(Stored items)

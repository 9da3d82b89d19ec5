//! A peer's advertisement of which piece indices it can serve.
use thiserror::Error;

#[derive(Debug, Error)]
pub enum BitfieldError {
    #[error("bitfield of {bits} bits cannot cover {pieces} pieces")]
    TooShort { bits: usize, pieces: usize },
}

/// A bit array packed MSB-first: piece `i` lives at byte `i >> 3` under
/// mask `1 << (7 - (i & 7))`.
#[derive(Debug, Clone, PartialEq, Eq)]
pub struct Bitfield {
    bytes: Vec<u8>,
    nbits: usize,
}

impl Bitfield {
    /// An all-zero bitfield of `nbits` bits. Sessions start with one of
    /// these so HAVE messages arriving before any BITFIELD are applied to
    /// a well-defined state.
    pub fn empty(nbits: usize) -> Bitfield {
        Bitfield {
            bytes: vec![0; nbits.div_ceil(8)],
            nbits,
        }
    }

    /// Wraps a raw bitfield payload covering `nbits` pieces.
    ///
    /// A payload with fewer bits than pieces is a protocol error; spare
    /// trailing bits beyond `nbits` are simply never read.
    pub fn from_bytes(bytes: Vec<u8>, nbits: usize) -> Result<Bitfield, BitfieldError> {
        if bytes.len() * 8 < nbits {
            return Err(BitfieldError::TooShort {
                bits: bytes.len() * 8,
                pieces: nbits,
            });
        }
        Ok(Bitfield { bytes, nbits })
    }

    /// Whether bit `index` is set. Out-of-range indices read as unset.
    pub fn has(&self, index: usize) -> bool {
        index < self.nbits && self.bytes[index >> 3] & Self::mask(index) != 0
    }

    /// Sets bit `index`; out-of-range indices are ignored.
    pub fn set(&mut self, index: usize) {
        if index < self.nbits {
            self.bytes[index >> 3] |= Self::mask(index);
        }
    }

    /// Clears bit `index`; out-of-range indices are ignored.
    pub fn clear(&mut self, index: usize) {
        if index < self.nbits {
            self.bytes[index >> 3] &= !Self::mask(index);
        }
    }

    fn mask(index: usize) -> u8 {
        1 << (7 - (index & 7))
    }
}

#[cfg(test)]
mod tests {
    use super::*;

    #[test]
    fn reads_msb_first() {
        // 0xA0 = 1010_0000: bits 0 and 2 set
        let field = Bitfield::from_bytes(vec![0xA0], 8).unwrap();
        assert!(field.has(0));
        assert!(!field.has(1));
        assert!(field.has(2));
        for i in 3..8 {
            assert!(!field.has(i));
        }
    }

    #[test]
    fn set_and_clear_leave_other_bits_alone() {
        let mut field = Bitfield::empty(16);
        field.set(9);
        field.set(10);

        field.set(3);
        assert!(field.has(3));
        assert!(field.has(9) && field.has(10));

        field.clear(3);
        assert!(!field.has(3));
        assert!(field.has(9) && field.has(10));
    }

    #[test]
    fn out_of_range_access_is_inert() {
        let mut field = Bitfield::empty(3);
        field.set(7);
        assert!(!field.has(7));
        assert!(!field.has(1000));
        assert!((0..3).all(|i| !field.has(i)));
    }

    #[test]
    fn spare_trailing_bits_are_never_read() {
        // 5 pieces in one byte: bits 5..8 are padding
        let field = Bitfield::from_bytes(vec![0xFF], 5).unwrap();
        assert!((0..5).all(|i| field.has(i)));
        assert!(!field.has(5));
        assert!(!field.has(7));
    }

    #[test]
    fn rejects_bitfield_shorter_than_piece_count() {
        let err = Bitfield::from_bytes(vec![0xFF], 9).unwrap_err();
        assert!(matches!(err, BitfieldError::TooShort { bits: 8, pieces: 9 }));
    }
}
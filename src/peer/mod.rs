//! Peer-wire protocol: handshake, message codec, bitfield, and the
//! per-connection session state machine.
use thiserror::Error;

pub mod bitfield;
pub mod handshake;
pub mod message;
pub mod session;

pub use bitfield::Bitfield;
pub use handshake::Handshake;
pub use message::{Message, MessageCodec, MessageError};
pub use session::PeerSession;

/// Failure to open the TCP connection. The peer is discarded; it is never
/// retried by the same worker.
#[derive(Debug, Error)]
pub enum ConnectError {
    #[error("connection attempt timed out")]
    Timeout,

    #[error("peer refused the connection")]
    Refused,

    #[error("connection failed: {0}")]
    Other(#[from] std::io::Error),
}

/// Failure during the 68-byte handshake exchange.
#[derive(Debug, Error)]
pub enum HandshakeError {
    #[error("handshake does not carry the BitTorrent protocol prefix")]
    InvalidProtocol,

    #[error("handshake carries a different info hash")]
    InfoHashMismatch,

    #[error("handshake timed out")]
    Timeout,

    #[error("handshake I/O failed: {0}")]
    Io(#[from] std::io::Error),
}

/// Any error that ends a live session. Per-session errors never terminate
/// the process; the worker logs them and moves on to the next peer.
#[derive(Debug, Error)]
pub enum SessionError {
    #[error(transparent)]
    Connect(#[from] ConnectError),

    #[error(transparent)]
    Handshake(#[from] HandshakeError),

    #[error(transparent)]
    Wire(#[from] MessageError),

    #[error(transparent)]
    Bitfield(#[from] bitfield::BitfieldError),

    #[error("peer sent a bitfield after other messages")]
    UnexpectedBitfield,

    #[error("peer closed the connection")]
    Closed,

    #[error("timed out waiting for a message")]
    Timeout,
}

ASSIGNMENT = From the records above, transcribe without alteration every line from the one with "assert!(!field.has(i));" to the one with "pub enum ConnectError", inclusive.

RESULT OF THIS EXERCISE =
            assert!(!field.has(i));
        }
    }

    #[test]
    fn set_and_clear_leave_other_bits_alone() {
        let mut field = Bitfield::empty(16);
        field.set(9);
        field.set(10);

        field.set(3);
        assert!(field.has(3));
        assert!(field.has(9) && field.has(10));

        field.clear(3);
        assert!(!field.has(3));
        assert!(field.has(9) && field.has(10));
    }

    #[test]
    fn out_of_range_access_is_inert() {
        let mut field = Bitfield::empty(3);
        field.set(7);
        assert!(!field.has(7));
        assert!(!field.has(1000));
        assert!((0..3).all(|i| !field.has(i)));
    }

    #[test]
    fn spare_trailing_bits_are_never_read() {
        // 5 pieces in one byte: bits 5..8 are padding
        let field = Bitfield::from_bytes(vec![0xFF], 5).unwrap();
        assert!((0..5).all(|i| field.has(i)));
        assert!(!field.has(5));
        assert!(!field.has(7));
    }

    #[test]
    fn rejects_bitfield_shorter_than_piece_count() {
        let err = Bitfield::from_bytes(vec![0xFF], 9).unwrap_err();
        assert!(matches!(err, BitfieldError::TooShort { bits: 8, pieces: 9 }));
    }
}
filename src/peer/mod.rs
//! Peer-wire protocol: handshake, message codec, bitfield, and the
//! per-connection session state machine.
use thiserror::Error;

pub mod bitfield;
pub mod handshake;
pub mod message;
pub mod session;

pub use bitfield::Bitfield;
pub use handshake::Handshake;
pub use message::{Message, MessageCodec, MessageError};
pub use session::PeerSession;

/// Failure to open the TCP connection. The peer is discarded; it is never
/// retried by the same worker.
#[derive(Debug, Error)]
pub enum ConnectError {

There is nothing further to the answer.